Era bella Amanda. Era sexy, ambigua, inafferrabile. Frugando nella memoria non si trova un’ Amanda sola, ce ne sono almeno due, o forse tre o quattro. Sovrapposta alla personalità forte, trasgressiva, da protagonista, a un certo momento ne apparve una fragile, tenera, pallida, avvolta in colori pastello e bagnata da qualche lacrima: così la raccontava il sacerdote con il quale era solita incontrarsi all’epoca del carcere e dei processi. E ora è arrivata la terza Amanda, diventata amica del suo grande accusatore, Giuliano Mignini. E’ l’Amanda del perdono? Anche questa – a ben guardare – è una forma di trasgressione. C’è chi sospetta che in realtà si spieghi col fatto che vuol coinvolgere l’austero magistrato, ormai in pensione, in un docufilm ben retribuito. Ma tutto quello che fa Amanda viene sempre guardato con sospetto dai suoi detrattori e esaltato dai suoi sostenitori. Ed ecco spuntare amici e sodali che raccontano la sua nuova vita in un’isola vicino a Seattle, tutta casa e famiglia: una quotidianità di moglie, di madre con l’aggiunta di passeggiate nei boschi alla ricerca di funghi e bacche. E’ arrivata l’Amanda nature che lavora insieme al marito e che però non trascura i suoi affari: un libro di memorie da quattro milioni di dollari, tanto per dirne una. E ora un docufilm?
Chi è allora Amanda Knox? A 35 anni ha avuto una vita di avventure e disavventure, vissuta pericolosamente. Amanda è tutto e il contrario di tutto: una personalità sfaccettata, cangiante. E, senza dubbio, affascinante. In qualsiasi momento è sempre lei la protagonista. Di lei si parla e si sparla.

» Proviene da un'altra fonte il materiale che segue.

// SPDX-License-Identifier: Apache-2.0
// Copyright © 2021 Will Ross
//! The transport between the driver and the sensor.
//!
//! The driver never talks to a bus directly, it goes through an [`Interface`]. Most users will
//! want [`I2cInterface`], which works with any [`embedded-hal`][embedded-hal] blocking I²C
//! implementation.
//!
//! [embedded-hal]: https://docs.rs/embedded-hal/0.2/embedded_hal/blocking/i2c/index.html
use arrayvec::ArrayVec;
use embedded_hal::blocking::i2c;

/// The most bytes of register data sent in a single I²C write.
///
/// Longer writes are split up, relying on the sensor incrementing the register address.
pub const MAX_WRITE_LENGTH: usize = 16;

/// Register-addressed access to the sensor.
pub trait Interface {
    type Error;

    /// Prepare the transport for use. Called once at the start of initialization.
    fn open(&mut self) -> Result<(), Self::Error>;

    /// Shut the transport down. Called when deinitializing, or when initialization fails.
    fn close(&mut self) -> Result<(), Self::Error>;

    /// Read `buffer.len()` bytes, starting at `register`.
    fn read(&mut self, address: u8, register: u8, buffer: &mut [u8]) -> Result<(), Self::Error>;

    /// Write `buffer` to consecutive registers, starting at `register`.
    fn write(&mut self, address: u8, register: u8, buffer: &[u8]) -> Result<(), Self::Error>;
}

/// An [`Interface`] over an `embedded-hal` I²C bus.
///
/// Opening and closing are no-ops, as the bus is already set up when it is given to this type.
#[derive(Clone, Debug)]
pub struct I2cInterface<I2C> {
    bus: I2C,
}

impl<I2C> I2cInterface<I2C> {
    pub fn new(bus: I2C) -> Self {
        Self { bus }
    }

    /// Give the bus back.
    pub fn release(self) -> I2C {
        self.bus
    }
}

impl<I2C, E> Interface for I2cInterface<I2C>
where
    I2C: i2c::WriteRead<Error = E> + i2c::Write<Error = E>,
{
    type Error = E;

    fn open(&mut self) -> Result<(), Self::Error> {
        Ok(())
    }

    fn close(&mut self) -> Result<(), Self::Error> {
        Ok(())
    }

    fn read(&mut self, address: u8, register: u8, buffer: &mut [u8]) -> Result<(), Self::Error> {
        self.bus.write_read(address, &[register], buffer)
    }

    fn write(&mut self, address: u8, register: u8, buffer: &[u8]) -> Result<(), Self::Error> {
        for (index, chunk) in buffer.chunks(MAX_WRITE_LENGTH).enumerate() {
            let mut combined: ArrayVec<u8, { MAX_WRITE_LENGTH + 1 }> = ArrayVec::new();
            combined.push(register.wrapping_add((index * MAX_WRITE_LENGTH) as u8));
            // Can't overflow, chunks are at most MAX_WRITE_LENGTH long
            combined.extend(chunk.iter().copied());
            self.bus.write(address, &combined)?;
        }
        Ok(())
    }
}

#[cfg(test)]
mod test {
    extern crate std;

    use amg88xx_test_data::{MockSensor, Operation};

    use super::*;

    #[test]
    fn read_single_register() {
        let mock = MockSensor::new(0x68);
        mock.set_registers(0x02, &[0x01]);
        let mut interface = I2cInterface::new(mock.clone());
        let mut buf = [0u8; 1];
        interface.read(0x68, 0x02, &mut buf).unwrap();
        assert_eq!(buf, [0x01]);
        assert_eq!(
            mock.operations(),
            [Operation::Read {
                register: 0x02,
                length: 1
            }]
        );
    }

    #[test]
    fn write_single_register() {
        let mock = MockSensor::new(0x69);
        let mut interface = I2cInterface::new(mock.clone());
        interface.write(0x69, 0x07, &[0x20]).unwrap();
        assert_eq!(mock.register(0x07), 0x20);
        assert_eq!(mock.operations().len(), 1);
    }

    #[test]
    fn long_writes_are_split() {
        let mock = MockSensor::new(0x68);
        let mut interface = I2cInterface::new(mock.clone());
        let data = [0xA5u8; MAX_WRITE_LENGTH * 2 + 1];
        interface.write(0x68, 0x20, &data).unwrap();
        let ops = mock.operations();
        assert_eq!(ops.len(), 3);
        let registers: std::vec::Vec<u8> = ops
            .iter()
            .map(|op| match op {
                Operation::Write { register, .. } => *register,
                _ => panic!("Only writes should be performed"),
            })
            .collect();
        assert_eq!(registers, [0x20, 0x30, 0x40]);
        assert_eq!(mock.register(0x40), 0xA5);
    }

    #[test]
    fn wrong_address() {
        let mock = MockSensor::new(0x68);
        let mut interface = I2cInterface::new(mock);
        let mut buf = [0u8; 1];
        assert!(interface.read(0x69, 0x00, &mut buf).is_err());
        assert!(interface.write(0x69, 0x00, &[0]).is_err());
    }
}
// SPDX-License-Identifier: Apache-2.0
// Copyright © 2021 Will Ross
extern crate std;

use core::cell::RefCell;
use std::string::{String, ToString};
use std::vec::Vec;

use amg88xx_test_data::{MockDelay, MockError, MockSensor};
use embedded_hal::blocking::i2c;

use crate::{Address, Amg8833, Interface, StatusFlag};

pub(crate) const ADDRESS: u8 = 0x68;

pub(crate) type MockDriver = Amg8833<MockSensor, MockDelay>;

// Unlike I2cInterface, this passes open and close through to the mock, so failures can be
// injected for them.
impl Interface for MockSensor {
    type Error = MockError;

    fn open(&mut self) -> Result<(), Self::Error> {
        MockSensor::open(self)
    }

    fn close(&mut self) -> Result<(), Self::Error> {
        MockSensor::close(self)
    }

    fn read(&mut self, address: u8, register: u8, buffer: &mut [u8]) -> Result<(), Self::Error> {
        i2c::WriteRead::write_read(self, address, &[register], buffer)
    }

    fn write(&mut self, address: u8, register: u8, buffer: &[u8]) -> Result<(), Self::Error> {
        let mut combined = Vec::with_capacity(buffer.len() + 1);
        combined.push(register);
        combined.extend_from_slice(buffer);
        i2c::Write::write(self, address, &combined)
    }
}

// Each test runs on its own thread, so these don't leak between tests.
std::thread_local! {
    static DEBUG_MESSAGES: RefCell<Vec<String>> = RefCell::new(Vec::new());
    static RECEIVED_FLAGS: RefCell<Vec<StatusFlag>> = RefCell::new(Vec::new());
}

pub(crate) fn record_debug(message: &str) {
    DEBUG_MESSAGES.with(|messages| messages.borrow_mut().push(message.to_string()));
}

pub(crate) fn record_flag(flag: StatusFlag) {
    RECEIVED_FLAGS.with(|flags| flags.borrow_mut().push(flag));
}

/// Take the debug messages recorded on this thread.
pub(crate) fn debug_messages() -> Vec<String> {
    DEBUG_MESSAGES.with(|messages| messages.take())
}

/// Take the status flags dispatched on this thread.
pub(crate) fn received_flags() -> Vec<StatusFlag> {
    RECEIVED_FLAGS.with(|flags| flags.take())
}

/// A driver with everything linked, but not initialized.
pub(crate) fn linked_driver(mock: &MockSensor) -> MockDriver {
    Amg8833::new(Address::Low)
        .link_interface(mock.clone())
        .link_delay(mock.delay())
        .link_debug_print(record_debug)
        .link_receive_callback(record_flag)
}

/// An initialized driver, with the mock's operation log cleared.
pub(crate) fn initialized_driver(mock: &MockSensor) -> MockDriver {
    let mut sensor = linked_driver(mock);
    sensor.init().unwrap();
    mock.clear_operations();
    sensor
}
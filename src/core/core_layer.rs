// The core module contains all business logic.
// Each feature gets its own submodule.

#[path = "commands/mod.rs"]
pub mod commands;
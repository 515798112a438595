// Picks where per-guild prefixes and disabled commands are kept.
//
// COMMAND_STORE=memory keeps them in process (lost on restart). Anything else,
// including unset, uses `<DATA_DIR>/commands.db`.

use super::{InMemoryCommandStore, SqliteCommandStore};
use crate::core::commands::{DisabledCommandStore, PrefixStore};
use std::path::Path;
use std::sync::Arc;

#[derive(Debug, Clone, PartialEq, Eq)]
pub enum StoreBackend {
    Sqlite { database_path: String },
    Memory,
}

impl StoreBackend {
    pub fn from_setting(setting: Option<&str>, data_dir: &str) -> Self {
        match setting.map(str::trim) {
            Some(value) if value.eq_ignore_ascii_case("memory") => StoreBackend::Memory,
            _ => StoreBackend::Sqlite {
                database_path: Path::new(data_dir)
                    .join("commands.db")
                    .to_string_lossy()
                    .into_owned(),
            },
        }
    }

    /// Open the backend. One store serves both traits.
    pub async fn open(
        &self,
    ) -> anyhow::Result<(Arc<dyn DisabledCommandStore>, Arc<dyn PrefixStore>)> {
        match self {
            StoreBackend::Memory => {
                tracing::warn!("Using in-memory command store; settings are lost on restart");
                let store = Arc::new(InMemoryCommandStore::new());
                let disabled: Arc<dyn DisabledCommandStore> = store.clone();
                let prefixes: Arc<dyn PrefixStore> = store;
                Ok((disabled, prefixes))
            }
            StoreBackend::Sqlite { database_path } => {
                let store = Arc::new(SqliteCommandStore::connect(database_path).await?);
                tracing::info!(path = %database_path, "Opened SQLite command store");
                let disabled: Arc<dyn DisabledCommandStore> = store.clone();
                let prefixes: Arc<dyn PrefixStore> = store;
                Ok((disabled, prefixes))
            }
        }
    }
}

Quando arrivò a Perugia, due mesi prima della tragedia di Meredith, in pochi giorni finì al centro dell’attenzione: i ragazzi dello “struscio” a Corso Vannucci, così come quelli dell’Università per Stranieri facevano a gara per invitarla. La città dei giovani era ai suoi piedi. E lei prendeva quello che voleva, proterva e anticonformista sino alla platealità. La leggenda voleva che possedesse un vibratore che teneva bene in vista. Vero? Falso? Nessuno lo sa con certezza.

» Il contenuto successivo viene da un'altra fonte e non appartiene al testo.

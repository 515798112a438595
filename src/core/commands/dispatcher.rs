// The dispatcher turns one incoming message into at most one handler call.
//
// Per message:
//   prefix match -> tokenize -> lookup -> disabled check -> arity check -> invoke
// Every failed predicate ends the run. Only the disabled and arity checks
// reply to the user; the rest are silent.
//
// The dispatcher is the owning context for the registry, the prefix table and
// the disabled overlay. Handlers get a reference to it through `Invocation`.

use super::command_errors::StoreError;
use super::command_models::{ChatMessage, Invocation};
use super::command_registry::CommandRegistry;
use super::disabled_commands::{DisabledCommandRecord, DisabledCommandStore, DisabledCommands};
use super::dispatch_config::{render_syntax_error, DispatchConfig};
use super::prefixes::{GuildPrefixRecord, PrefixStore, PrefixTable};
use std::sync::Arc;

/// Why a message was not treated as a command.
#[derive(Debug, Clone, Copy, PartialEq, Eq)]
pub enum IgnoreReason {
    NoPrefix,
    EmptyCommand,
    UnknownCommand,
}

/// Where the per-message state machine stopped.
#[derive(Debug, Clone, PartialEq, Eq)]
pub enum DispatchOutcome {
    Ignored(IgnoreReason),
    Disabled { command: String },
    SyntaxError { command: String },
    Invoked { command: String },
    /// The handler returned an error; it was logged and swallowed.
    HandlerFailed { command: String },
}

pub struct Dispatcher {
    config: DispatchConfig,
    registry: CommandRegistry,
    prefixes: PrefixTable,
    disabled: DisabledCommands,
    disabled_store: Arc<dyn DisabledCommandStore>,
    prefix_store: Arc<dyn PrefixStore>,
}

impl Dispatcher {
    pub fn new(
        config: DispatchConfig,
        registry: CommandRegistry,
        disabled_store: Arc<dyn DisabledCommandStore>,
        prefix_store: Arc<dyn PrefixStore>,
    ) -> Self {
        let prefixes = PrefixTable::new(config.default_prefix());
        Self {
            config,
            registry,
            prefixes,
            disabled: DisabledCommands::new(),
            disabled_store,
            prefix_store,
        }
    }

    /// Load persisted prefixes and disabled commands.
    ///
    /// Messages may be dispatched while this runs; until it finishes they see
    /// default prefixes and nothing disabled.
    pub async fn hydrate(&self) -> Result<(), StoreError> {
        let prefixes = self.prefixes.hydrate(self.prefix_store.as_ref()).await?;
        let disabled = self.disabled.hydrate(self.disabled_store.as_ref()).await?;
        tracing::info!(prefixes, disabled, "Hydrated guild command settings");
        Ok(())
    }

    pub fn config(&self) -> &DispatchConfig {
        &self.config
    }

    pub fn registry(&self) -> &CommandRegistry {
        &self.registry
    }

    pub fn disabled_commands(&self) -> &DisabledCommands {
        &self.disabled
    }

    pub fn prefix_for(&self, guild_id: Option<u64>) -> String {
        self.prefixes.resolve(guild_id)
    }

    /// Persist a guild prefix, then apply it.
    pub async fn set_prefix(&self, guild_id: u64, prefix: &str) -> Result<(), StoreError> {
        self.prefix_store
            .save_prefix(&GuildPrefixRecord {
                guild_id,
                prefix: prefix.to_string(),
            })
            .await?;
        self.prefixes.set(Some(guild_id), prefix);
        Ok(())
    }

    /// Persist the disable record, then update the overlay.
    pub async fn disable_command(&self, guild_id: u64, command: &str) -> Result<(), StoreError> {
        self.disabled_store
            .insert(&DisabledCommandRecord::new(guild_id, command))
            .await?;
        self.disabled.disable(guild_id, command);
        Ok(())
    }

    /// Delete the disable record, then update the overlay.
    pub async fn enable_command(&self, guild_id: u64, command: &str) -> Result<(), StoreError> {
        self.disabled_store
            .delete(&DisabledCommandRecord::new(guild_id, command))
            .await?;
        self.disabled.enable(guild_id, command);
        Ok(())
    }

    /// Run one message through the dispatch pipeline.
    ///
    /// Errors are reply failures only. Handler errors are logged and reported
    /// as `DispatchOutcome::HandlerFailed`.
    pub async fn dispatch(&self, message: &dyn ChatMessage) -> anyhow::Result<DispatchOutcome> {
        let guild_id = message.guild_id();
        let prefix = self.prefixes.resolve(guild_id);

        let Some(text) = message.content().strip_prefix(prefix.as_str()) else {
            return Ok(DispatchOutcome::Ignored(IgnoreReason::NoPrefix));
        };

        let mut tokens = self.config.tokenizer().split(text).into_iter();
        let name = match tokens.next() {
            Some(first) if !first.is_empty() => first.to_lowercase(),
            _ => return Ok(DispatchOutcome::Ignored(IgnoreReason::EmptyCommand)),
        };

        let Some(definition) = self.registry.get(&name).cloned() else {
            return Ok(DispatchOutcome::Ignored(IgnoreReason::UnknownCommand));
        };
        let canonical = definition.canonical_name().to_string();

        if let Some(guild_id) = guild_id {
            if self.disabled.is_disabled(guild_id, &canonical) {
                tracing::debug!(guild_id, command = %canonical, "Command is disabled");
                message.reply(self.config.disabled_notice()).await?;
                return Ok(DispatchOutcome::Disabled { command: canonical });
            }
        }

        let args: Vec<String> = tokens.map(str::to_string).collect();

        if !definition.accepts_arity(args.len()) {
            let template = definition
                .syntax_error()
                .unwrap_or_else(|| self.config.syntax_error());
            let reply = render_syntax_error(template, &prefix, &name, definition.expected_args());
            message.reply(&reply).await?;
            return Ok(DispatchOutcome::SyntaxError { command: canonical });
        }

        tracing::debug!(?guild_id, command = %canonical, args = args.len(), "Invoking command");

        let invocation = Invocation {
            message,
            args,
            text: text.to_string(),
            prefix,
            command: &name,
            dispatcher: self,
        };

        match definition.handler().call(invocation).await {
            Ok(()) => Ok(DispatchOutcome::Invoked { command: canonical }),
            Err(e) => {
                tracing::error!(command = %canonical, "Command handler failed: {:#}", e);
                Ok(DispatchOutcome::HandlerFailed { command: canonical })
            }
        }
    }
}
// Small application commands referenced by the manifests in `commands/`.

use crate::core::commands::{CommandHandler, Invocation};
use async_trait::async_trait;

pub struct Ping;

#[async_trait]
impl CommandHandler for Ping {
    async fn call(&self, invocation: Invocation<'_>) -> anyhow::Result<()> {
        invocation.message.reply("Pong!").await
    }
}

/// Repeats the arguments back.
pub struct Echo;

#[async_trait]
impl CommandHandler for Echo {
    async fn call(&self, invocation: Invocation<'_>) -> anyhow::Result<()> {
        invocation.message.reply(&invocation.args.join(" ")).await
    }
}

#[cfg(test)]
mod tests {
    use super::*;
    use crate::core::commands::testing::{dispatcher_with, MockMessage};
    use crate::core::commands::{CommandSource, DispatchConfig};
    use std::sync::Arc;

    #[tokio::test]
    async fn test_ping_and_echo() {
        let ping = CommandSource {
            name: Some("ping".into()),
            ..Default::default()
        }
        .with_callback(Arc::new(Ping));
        let echo = CommandSource {
            name: Some("echo".into()),
            ..Default::default()
        }
        .with_args(1, -1)
        .with_callback(Arc::new(Echo));
        let (dispatcher, _) = dispatcher_with(DispatchConfig::default(), vec![ping, echo]);

        let msg = MockMessage::in_guild(1, "!PING");
        dispatcher.dispatch(&msg).await.unwrap();
        assert_eq!(msg.replies(), vec!["Pong!".to_string()]);

        let msg = MockMessage::in_guild(1, "!echo hello  there");
        dispatcher.dispatch(&msg).await.unwrap();
        assert_eq!(msg.replies(), vec!["hello there".to_string()]);
    }
}
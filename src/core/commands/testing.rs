// Test doubles shared by the command tests.

use super::command_models::{ChatMessage, CommandHandler, CommandSource, Invocation};
use super::command_registry::CommandRegistry;
use super::dispatch_config::DispatchConfig;
use super::dispatcher::Dispatcher;
use crate::infra::commands::InMemoryCommandStore;
use async_trait::async_trait;
use std::sync::{Arc, Mutex};

/// A message that records every reply sent to it.
pub struct MockMessage {
    content: String,
    guild_id: Option<u64>,
    replies: Mutex<Vec<String>>,
}

impl MockMessage {
    pub fn in_guild(guild_id: u64, content: &str) -> Self {
        Self {
            content: content.to_string(),
            guild_id: Some(guild_id),
            replies: Mutex::new(Vec::new()),
        }
    }

    pub fn direct(content: &str) -> Self {
        Self {
            content: content.to_string(),
            guild_id: None,
            replies: Mutex::new(Vec::new()),
        }
    }

    pub fn replies(&self) -> Vec<String> {
        self.replies.lock().unwrap().clone()
    }
}

#[async_trait]
impl ChatMessage for MockMessage {
    fn content(&self) -> &str {
        &self.content
    }

    fn guild_id(&self) -> Option<u64> {
        self.guild_id
    }

    async fn reply(&self, text: &str) -> anyhow::Result<()> {
        self.replies.lock().unwrap().push(text.to_string());
        Ok(())
    }
}

/// What a `RecordingHandler` saw of one invocation.
#[derive(Debug, Clone)]
pub struct SeenInvocation {
    pub args: Vec<String>,
    pub text: String,
    pub prefix: String,
    pub command: String,
}

#[derive(Default)]
pub struct RecordingHandler {
    seen: Mutex<Vec<SeenInvocation>>,
}

impl RecordingHandler {
    pub fn calls(&self) -> Vec<Vec<String>> {
        self.seen
            .lock()
            .unwrap()
            .iter()
            .map(|seen| seen.args.clone())
            .collect()
    }

    pub fn call_count(&self) -> usize {
        self.seen.lock().unwrap().len()
    }

    pub fn last_invocation(&self) -> Option<SeenInvocation> {
        self.seen.lock().unwrap().last().cloned()
    }
}

#[async_trait]
impl CommandHandler for RecordingHandler {
    async fn call(&self, invocation: Invocation<'_>) -> anyhow::Result<()> {
        self.seen.lock().unwrap().push(SeenInvocation {
            args: invocation.args,
            text: invocation.text,
            prefix: invocation.prefix,
            command: invocation.command.to_string(),
        });
        Ok(())
    }
}

pub struct FailingHandler;

#[async_trait]
impl CommandHandler for FailingHandler {
    async fn call(&self, _invocation: Invocation<'_>) -> anyhow::Result<()> {
        anyhow::bail!("handler exploded")
    }
}

/// Build a dispatcher over a fresh in-memory store with `sources` registered
/// (each under its own `name`).
pub fn dispatcher_with(
    config: DispatchConfig,
    sources: Vec<CommandSource>,
) -> (Dispatcher, Arc<InMemoryCommandStore>) {
    let mut registry = CommandRegistry::new();
    for source in sources {
        let fallback = source.name.clone().unwrap_or_default();
        registry.register(source, &fallback).unwrap();
    }

    let store = Arc::new(InMemoryCommandStore::new());
    let dispatcher = Dispatcher::new(config, registry, store.clone(), store.clone());
    (dispatcher, store)
}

L’avvocato Giulia Bongiorno disse che era stata dipinta come una “Venere in pelliccia”. Ma anzichè crudele e munita di frustino – come vuole il mito letterario masochista – era, secondo questa narrazione, una ragazza ingenua, dal cuore tenero. Quante iperboli, mitologie, pettegolezzi fiorirono intorno al suo volto d’angelo e alla sua forte personalità. Su di lei sono stati scritti più di una dozzina di libri. E a favore o contro di lei si è schierata la stampa di tutto il mondo, con i giornali Usa innocentisti e quelli inglesi colpevolisti. E’ stata l’oggetto dei giudizi più severi e delle più accorate difese: odiata, condannata, ma anche desiderata e ammirata. Il povero Sollecito è sempre stato una comparsa, un ballerino di fila, mentre lei era l’étoile.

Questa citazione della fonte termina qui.